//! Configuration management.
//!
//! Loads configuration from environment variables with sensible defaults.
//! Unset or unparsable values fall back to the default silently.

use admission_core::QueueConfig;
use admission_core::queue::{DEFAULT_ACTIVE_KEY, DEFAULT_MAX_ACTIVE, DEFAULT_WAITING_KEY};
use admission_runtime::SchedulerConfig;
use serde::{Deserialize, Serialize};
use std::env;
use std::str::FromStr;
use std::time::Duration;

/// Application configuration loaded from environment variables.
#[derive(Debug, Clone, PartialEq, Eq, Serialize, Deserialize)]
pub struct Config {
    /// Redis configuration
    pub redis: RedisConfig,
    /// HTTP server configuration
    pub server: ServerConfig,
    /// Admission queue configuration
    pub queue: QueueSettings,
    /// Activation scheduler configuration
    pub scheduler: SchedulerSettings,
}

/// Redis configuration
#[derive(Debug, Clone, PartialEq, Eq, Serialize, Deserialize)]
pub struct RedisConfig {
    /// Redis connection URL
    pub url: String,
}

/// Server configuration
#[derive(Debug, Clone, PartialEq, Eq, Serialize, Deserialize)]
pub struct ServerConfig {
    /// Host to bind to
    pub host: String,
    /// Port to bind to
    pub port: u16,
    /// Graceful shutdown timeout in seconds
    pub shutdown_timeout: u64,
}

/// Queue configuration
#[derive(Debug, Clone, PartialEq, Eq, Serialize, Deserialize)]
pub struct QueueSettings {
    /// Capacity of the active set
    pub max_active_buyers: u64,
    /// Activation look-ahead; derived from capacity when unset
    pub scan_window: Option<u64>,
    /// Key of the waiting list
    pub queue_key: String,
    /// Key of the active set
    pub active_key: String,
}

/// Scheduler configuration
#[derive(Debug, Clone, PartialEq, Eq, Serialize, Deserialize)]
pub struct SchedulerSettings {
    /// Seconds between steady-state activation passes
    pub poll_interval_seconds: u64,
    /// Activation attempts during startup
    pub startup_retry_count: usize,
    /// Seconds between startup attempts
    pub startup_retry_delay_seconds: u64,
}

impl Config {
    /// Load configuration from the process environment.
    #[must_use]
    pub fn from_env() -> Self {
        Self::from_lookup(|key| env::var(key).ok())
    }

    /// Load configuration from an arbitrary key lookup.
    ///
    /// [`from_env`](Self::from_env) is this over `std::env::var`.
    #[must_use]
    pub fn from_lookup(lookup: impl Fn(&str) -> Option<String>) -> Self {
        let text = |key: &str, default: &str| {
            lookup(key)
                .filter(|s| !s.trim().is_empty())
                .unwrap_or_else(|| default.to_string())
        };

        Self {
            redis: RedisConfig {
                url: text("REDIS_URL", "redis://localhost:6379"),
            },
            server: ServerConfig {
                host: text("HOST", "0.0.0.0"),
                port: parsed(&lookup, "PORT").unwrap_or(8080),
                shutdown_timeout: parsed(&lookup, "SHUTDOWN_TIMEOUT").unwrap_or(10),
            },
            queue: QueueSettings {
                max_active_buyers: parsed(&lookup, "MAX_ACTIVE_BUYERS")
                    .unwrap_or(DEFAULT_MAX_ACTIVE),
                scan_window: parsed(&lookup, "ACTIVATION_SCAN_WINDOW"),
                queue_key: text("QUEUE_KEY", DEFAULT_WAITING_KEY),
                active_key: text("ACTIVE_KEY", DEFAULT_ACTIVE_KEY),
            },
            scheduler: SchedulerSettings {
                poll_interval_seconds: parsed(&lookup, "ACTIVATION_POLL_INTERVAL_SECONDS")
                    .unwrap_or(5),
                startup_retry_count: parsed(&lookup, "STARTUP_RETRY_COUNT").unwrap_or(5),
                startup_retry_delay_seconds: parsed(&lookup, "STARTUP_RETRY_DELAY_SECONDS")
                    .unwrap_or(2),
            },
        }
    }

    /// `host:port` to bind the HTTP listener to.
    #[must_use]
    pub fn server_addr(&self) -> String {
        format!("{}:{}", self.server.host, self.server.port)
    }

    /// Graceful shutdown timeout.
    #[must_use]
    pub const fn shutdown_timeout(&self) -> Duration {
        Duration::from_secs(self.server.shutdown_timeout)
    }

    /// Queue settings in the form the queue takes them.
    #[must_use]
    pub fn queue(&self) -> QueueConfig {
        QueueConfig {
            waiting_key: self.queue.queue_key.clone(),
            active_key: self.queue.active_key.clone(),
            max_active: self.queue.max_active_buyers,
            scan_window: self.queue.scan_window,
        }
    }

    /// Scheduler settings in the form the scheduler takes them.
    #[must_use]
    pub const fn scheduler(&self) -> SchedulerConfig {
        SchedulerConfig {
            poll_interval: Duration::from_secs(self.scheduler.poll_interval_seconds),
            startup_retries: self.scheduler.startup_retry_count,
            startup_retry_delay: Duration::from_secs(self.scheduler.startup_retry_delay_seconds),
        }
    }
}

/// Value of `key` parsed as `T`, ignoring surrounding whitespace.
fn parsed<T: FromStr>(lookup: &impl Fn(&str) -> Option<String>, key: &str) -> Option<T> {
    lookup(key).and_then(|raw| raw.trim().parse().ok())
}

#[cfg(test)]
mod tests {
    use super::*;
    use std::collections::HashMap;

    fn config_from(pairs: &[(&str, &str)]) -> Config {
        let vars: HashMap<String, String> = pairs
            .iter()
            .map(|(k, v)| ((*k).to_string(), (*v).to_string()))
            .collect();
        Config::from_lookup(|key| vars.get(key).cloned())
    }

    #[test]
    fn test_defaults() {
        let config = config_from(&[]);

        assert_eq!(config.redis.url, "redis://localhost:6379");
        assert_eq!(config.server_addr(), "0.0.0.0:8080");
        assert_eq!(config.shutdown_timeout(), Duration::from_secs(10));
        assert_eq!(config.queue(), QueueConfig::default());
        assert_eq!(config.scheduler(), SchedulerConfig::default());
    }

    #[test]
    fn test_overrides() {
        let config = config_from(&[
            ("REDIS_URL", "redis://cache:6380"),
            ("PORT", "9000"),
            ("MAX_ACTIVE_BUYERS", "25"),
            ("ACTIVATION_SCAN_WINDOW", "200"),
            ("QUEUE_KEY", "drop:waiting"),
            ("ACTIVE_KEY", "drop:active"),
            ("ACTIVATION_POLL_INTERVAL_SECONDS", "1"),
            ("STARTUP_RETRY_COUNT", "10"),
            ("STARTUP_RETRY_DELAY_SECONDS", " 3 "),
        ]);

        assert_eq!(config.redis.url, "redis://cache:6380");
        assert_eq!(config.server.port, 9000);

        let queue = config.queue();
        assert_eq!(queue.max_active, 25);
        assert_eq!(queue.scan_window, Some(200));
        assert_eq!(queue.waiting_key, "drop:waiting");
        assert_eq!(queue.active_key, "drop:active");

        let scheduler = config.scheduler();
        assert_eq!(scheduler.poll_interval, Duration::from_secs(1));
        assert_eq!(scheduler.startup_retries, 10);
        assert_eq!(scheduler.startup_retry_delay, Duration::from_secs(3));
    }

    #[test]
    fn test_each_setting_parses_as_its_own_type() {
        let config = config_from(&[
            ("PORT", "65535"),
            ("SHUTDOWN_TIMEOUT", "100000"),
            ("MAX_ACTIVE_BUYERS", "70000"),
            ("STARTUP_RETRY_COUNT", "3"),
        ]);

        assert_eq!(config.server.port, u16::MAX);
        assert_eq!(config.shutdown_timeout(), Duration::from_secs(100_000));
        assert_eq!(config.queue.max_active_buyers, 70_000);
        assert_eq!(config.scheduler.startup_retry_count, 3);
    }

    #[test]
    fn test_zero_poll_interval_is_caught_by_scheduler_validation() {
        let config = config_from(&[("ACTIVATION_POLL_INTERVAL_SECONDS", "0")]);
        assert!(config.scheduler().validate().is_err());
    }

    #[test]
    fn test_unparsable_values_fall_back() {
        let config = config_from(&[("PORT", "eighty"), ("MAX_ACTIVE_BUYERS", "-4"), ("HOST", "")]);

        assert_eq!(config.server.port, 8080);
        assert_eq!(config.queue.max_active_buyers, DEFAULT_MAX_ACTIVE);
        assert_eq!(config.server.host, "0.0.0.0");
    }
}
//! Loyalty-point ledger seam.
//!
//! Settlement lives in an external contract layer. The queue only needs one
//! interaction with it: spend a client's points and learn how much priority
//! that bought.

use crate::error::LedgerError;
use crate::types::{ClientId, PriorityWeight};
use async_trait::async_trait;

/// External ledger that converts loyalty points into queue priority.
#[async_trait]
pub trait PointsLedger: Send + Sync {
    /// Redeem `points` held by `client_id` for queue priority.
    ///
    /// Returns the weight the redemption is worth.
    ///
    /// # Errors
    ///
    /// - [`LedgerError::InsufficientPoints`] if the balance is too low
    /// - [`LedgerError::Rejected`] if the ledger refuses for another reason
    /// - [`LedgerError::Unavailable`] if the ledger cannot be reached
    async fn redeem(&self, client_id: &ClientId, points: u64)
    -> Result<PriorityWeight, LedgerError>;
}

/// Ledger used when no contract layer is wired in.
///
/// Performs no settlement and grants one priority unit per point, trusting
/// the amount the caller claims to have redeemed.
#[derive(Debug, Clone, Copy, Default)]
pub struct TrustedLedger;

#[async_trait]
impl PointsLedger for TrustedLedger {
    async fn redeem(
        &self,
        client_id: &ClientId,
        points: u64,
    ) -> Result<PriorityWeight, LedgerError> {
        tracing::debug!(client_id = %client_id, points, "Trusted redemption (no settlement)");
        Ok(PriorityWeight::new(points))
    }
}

◇ ◇ ◇ ◇

Transcribe the lines above between the line holding "v)| ((*k).to_string(), (*v).to_string()))" and the line holding "assert_eq!(config.shutdown_timeout(), Duration::from_secs(10));", inclusive, exactly as they stand and with nothing added.

            .map(|(k, v)| ((*k).to_string(), (*v).to_string()))
            .collect();
        Config::from_lookup(|key| vars.get(key).cloned())
    }

    #[test]
    fn test_defaults() {
        let config = config_from(&[]);

        assert_eq!(config.redis.url, "redis://localhost:6379");
        assert_eq!(config.server_addr(), "0.0.0.0:8080");
        assert_eq!(config.shutdown_timeout(), Duration::from_secs(10));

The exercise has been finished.